El pasado abril, en la Universidad de Alcalá de Henares, en Madrid, la poeta uruguaya Ida Vitale recibió el Premio de Literatura Miguel de Cervantes 2018. El lauro se entrega cada año en el aniversario luctuoso del escritor que le da nombre. Presentamos fragmentos del discurso dado por la autora de, entre otras obras, La luz de esta memoria y Procura de lo imposible.

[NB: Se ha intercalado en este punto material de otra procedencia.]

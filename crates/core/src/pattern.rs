//! Package-name matching for the `--workspaces` filter.
//!
//! Supported syntax:
//! - `*` matches everything (as a whole pattern)
//! - `a,b,c` matches any of the comma-separated terms
//! - `*` / `?` match within one path segment, `**` across segments
//! - `[abc]`, `[a-z]`, `[!abc]` character classes
//! - `{a,b}` brace alternatives
//! - `(a|b)` / `@(a|b)` groups and `!(a|b)` negated groups
//! - a leading `!` negates the whole pattern

use std::cell::Cell;

/// Maximum number of recursive calls for one match. Bounds the work done by
/// patterns like `*a*a*a*a` against long names.
const MAX_MATCH_CALLS: usize = 100_000;

/// Whether `candidate` matches the filter `pattern`.
///
/// Empty candidates and empty patterns never match.
///
/// ```
/// use toolrig_core::pattern::is_match;
///
/// assert!(is_match("@scope/foo", "@scope/(foo|bar)"));
/// assert!(is_match("util", "core,util"));
/// assert!(!is_match("", "*"));
/// ```
#[must_use]
pub fn is_match(candidate: &str, pattern: &str) -> bool {
    let pattern = pattern.trim();
    if candidate.is_empty() || pattern.is_empty() {
        return false;
    }

    if pattern == "*" {
        return true;
    }

    let terms = split_top_level(pattern, ',');
    if terms.len() > 1 {
        return terms
            .iter()
            .map(|term| term.trim())
            .filter(|term| !term.is_empty())
            .any(|term| term == candidate || glob_match(term, candidate));
    }

    glob_match(pattern, candidate)
}

/// Whether a string contains glob metacharacters.
///
/// ```
/// use toolrig_core::pattern::contains_glob;
///
/// assert!(contains_glob("src/**/*.ts"));
/// assert!(contains_glob("{a,b}.js"));
/// assert!(!contains_glob("src/index.ts"));
/// ```
#[must_use]
pub fn contains_glob(s: &str) -> bool {
    s.contains(['*', '?', '[', '{'])
}

/// Match a single glob term (no comma lists) against `input`.
#[must_use]
pub fn glob_match(pattern: &str, input: &str) -> bool {
    if let Some(negated) = pattern.strip_prefix('!')
        && !negated.starts_with('(')
    {
        return !glob_match(negated, input);
    }

    let input: Vec<char> = input.chars().collect();
    let calls = Cell::new(0usize);

    expand_braces(pattern).iter().any(|expanded| {
        let tokens = tokenize(&expanded.chars().collect::<Vec<_>>());
        match_tokens(&tokens, 0, &input, 0, &calls)
    })
}

/// Expand `{a,b}` groups into every alternative. Nested braces are supported.
///
/// ```
/// use toolrig_core::pattern::expand_braces;
///
/// assert_eq!(expand_braces("src/*.{js,ts}"), vec!["src/*.js", "src/*.ts"]);
/// ```
#[must_use]
pub fn expand_braces(pattern: &str) -> Vec<String> {
    let chars: Vec<char> = pattern.chars().collect();

    let mut depth = 0usize;
    let mut start = None;
    let mut end = None;
    for (i, &c) in chars.iter().enumerate() {
        match c {
            '{' => {
                if depth == 0 {
                    start = Some(i);
                }
                depth += 1;
            }
            '}' if depth > 0 => {
                depth -= 1;
                if depth == 0 {
                    end = Some(i);
                    break;
                }
            }
            _ => {}
        }
    }

    let (Some(start), Some(end)) = (start, end) else {
        return vec![pattern.to_string()];
    };

    let prefix: String = chars[..start].iter().collect();
    let suffix: String = chars[end + 1..].iter().collect();
    let content: String = chars[start + 1..end].iter().collect();

    split_top_level(&content, ',')
        .into_iter()
        .flat_map(|alt| expand_braces(&format!("{prefix}{alt}{suffix}")))
        .collect()
}

/// Split on `sep` where it is not nested inside `{}`, `()` or `[]`.
fn split_top_level(s: &str, sep: char) -> Vec<String> {
    let mut parts = Vec::new();
    let mut current = String::new();
    let mut depth = 0usize;

    for c in s.chars() {
        match c {
            '{' | '(' | '[' => {
                depth += 1;
                current.push(c);
            }
            '}' | ')' | ']' => {
                depth = depth.saturating_sub(1);
                current.push(c);
            }
            c if c == sep && depth == 0 => parts.push(std::mem::take(&mut current)),
            _ => current.push(c),
        }
    }
    parts.push(current);
    parts
}

#[derive(Debug, Clone, PartialEq)]
enum Token {
    Literal(char),
    AnyChar,
    Star,
    GlobStar,
    Class {
        negated: bool,
        ranges: Vec<(char, char)>,
    },
    Group {
        negated: bool,
        optional: bool,
        alternatives: Vec<Vec<Self>>,
    },
}

fn tokenize(chars: &[char]) -> Vec<Token> {
    let mut tokens = Vec::new();
    let mut i = 0;

    while i < chars.len() {
        let c = chars[i];
        let next = chars.get(i + 1).copied();

        // Extglob prefixes: !(..) @(..) ?(..)
        if matches!(c, '!' | '@' | '?')
            && next == Some('(')
            && let Some(close) = find_closing(chars, i + 1, '(', ')')
        {
            tokens.push(group(&chars[i + 2..close], c == '!', c == '?'));
            i = close + 1;
            continue;
        }

        match c {
            '(' => {
                if let Some(close) = find_closing(chars, i, '(', ')') {
                    tokens.push(group(&chars[i + 1..close], false, false));
                    i = close + 1;
                    continue;
                }
                tokens.push(Token::Literal(c));
            }
            '[' => {
                if let Some((token, len)) = parse_class(&chars[i..]) {
                    tokens.push(token);
                    i += len;
                    continue;
                }
                tokens.push(Token::Literal(c));
            }
            '*' => {
                if next == Some('*') {
                    tokens.push(Token::GlobStar);
                    while chars.get(i + 1) == Some(&'*') {
                        i += 1;
                    }
                } else {
                    tokens.push(Token::Star);
                }
            }
            '?' => tokens.push(Token::AnyChar),
            '\\' if next.is_some() => {
                tokens.push(Token::Literal(chars[i + 1]));
                i += 1;
            }
            c => tokens.push(Token::Literal(c)),
        }
        i += 1;
    }

    tokens
}

fn group(content: &[char], negated: bool, optional: bool) -> Token {
    let content: String = content.iter().collect();
    let alternatives = split_top_level(&content, '|')
        .iter()
        .map(|alt| tokenize(&alt.chars().collect::<Vec<_>>()))
        .collect();
    Token::Group {
        negated,
        optional,
        alternatives,
    }
}

fn find_closing(chars: &[char], open_at: usize, open: char, close: char) -> Option<usize> {
    let mut depth = 0usize;
    for (i, &c) in chars.iter().enumerate().skip(open_at) {
        if c == open {
            depth += 1;
        } else if c == close {
            depth -= 1;
            if depth == 0 {
                return Some(i);
            }
        }
    }
    None
}

/// Parse `[...]`, returning the token and the number of chars consumed.
fn parse_class(chars: &[char]) -> Option<(Token, usize)> {
    let mut idx = 1;
    let negated = matches!(chars.get(idx), Some('!' | '^'));
    if negated {
        idx += 1;
    }

    let first = idx;
    let mut ranges = Vec::new();
    while idx < chars.len() {
        let c = chars[idx];
        if c == ']' && idx > first {
            return Some((Token::Class { negated, ranges }, idx + 1));
        }
        if idx + 2 < chars.len() && chars[idx + 1] == '-' && chars[idx + 2] != ']' {
            ranges.push((c, chars[idx + 2]));
            idx += 3;
        } else {
            ranges.push((c, c));
            idx += 1;
        }
    }

    None
}

fn match_tokens(tokens: &[Token], ti: usize, input: &[char], ii: usize, calls: &Cell<usize>) -> bool {
    let count = calls.get() + 1;
    calls.set(count);
    if count > MAX_MATCH_CALLS {
        return false;
    }

    let Some(token) = tokens.get(ti) else {
        return ii == input.len();
    };

    match token {
        Token::Literal(c) => {
            input.get(ii) == Some(c) && match_tokens(tokens, ti + 1, input, ii + 1, calls)
        }
        Token::AnyChar => {
            matches!(input.get(ii), Some(c) if *c != '/')
                && match_tokens(tokens, ti + 1, input, ii + 1, calls)
        }
        Token::Class { negated, ranges } => {
            let Some(&c) = input.get(ii) else {
                return false;
            };
            let hit = ranges.iter().any(|&(lo, hi)| lo <= c && c <= hi);
            hit != *negated && match_tokens(tokens, ti + 1, input, ii + 1, calls)
        }
        Token::Star => {
            let segment_end = segment_end(input, ii);
            (ii..=segment_end).any(|end| match_tokens(tokens, ti + 1, input, end, calls))
        }
        Token::GlobStar => (ii..=input.len()).any(|end| match_tokens(tokens, ti + 1, input, end, calls)),
        Token::Group {
            negated,
            optional,
            alternatives,
        } => {
            if *optional && match_tokens(tokens, ti + 1, input, ii, calls) {
                return true;
            }
            let limit = if *negated {
                segment_end(input, ii)
            } else {
                input.len()
            };
            (ii..=limit).any(|end| {
                let slice = &input[ii..end];
                let hit = alternatives
                    .iter()
                    .any(|alt| match_tokens(alt, 0, slice, 0, calls));
                hit != *negated && match_tokens(tokens, ti + 1, input, end, calls)
            })
        }
    }
}

fn segment_end(input: &[char], from: usize) -> usize {
    input[from..]
        .iter()
        .position(|&c| c == '/')
        .map_or(input.len(), |offset| from + offset)
}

Debí pensar y escribir lo requerido para una ocasión que habiéndome llegado tarde, realmente me sorprendió: pudieron sobrar oportunidades de imaginarla, pero muchas cosas obvias y muy poco concebibles requisitos me hubieran llamado a un sensato equilibrio. Pero lo asombroso llegó en un tiempo en el que la opacidad del descenso imprime en mi vida una geometría ilógica y recaudos imprevistos. Acepto que el azar o un orden regido por una mágica fusión de benévolos caprichos me han señalado, como en una época, aceptábamos algún suceso generoso, con alguien muy querido que ya no está a mi lado, suponiéndolo —así decíamos— manifestación de un eón bien dispuesto. Ahora seres benévolos y palpables movieron las piezas de un superior ajedrez, situándolas en posición favorable y acá estoy, agradecida y emocionada a mis 95 años.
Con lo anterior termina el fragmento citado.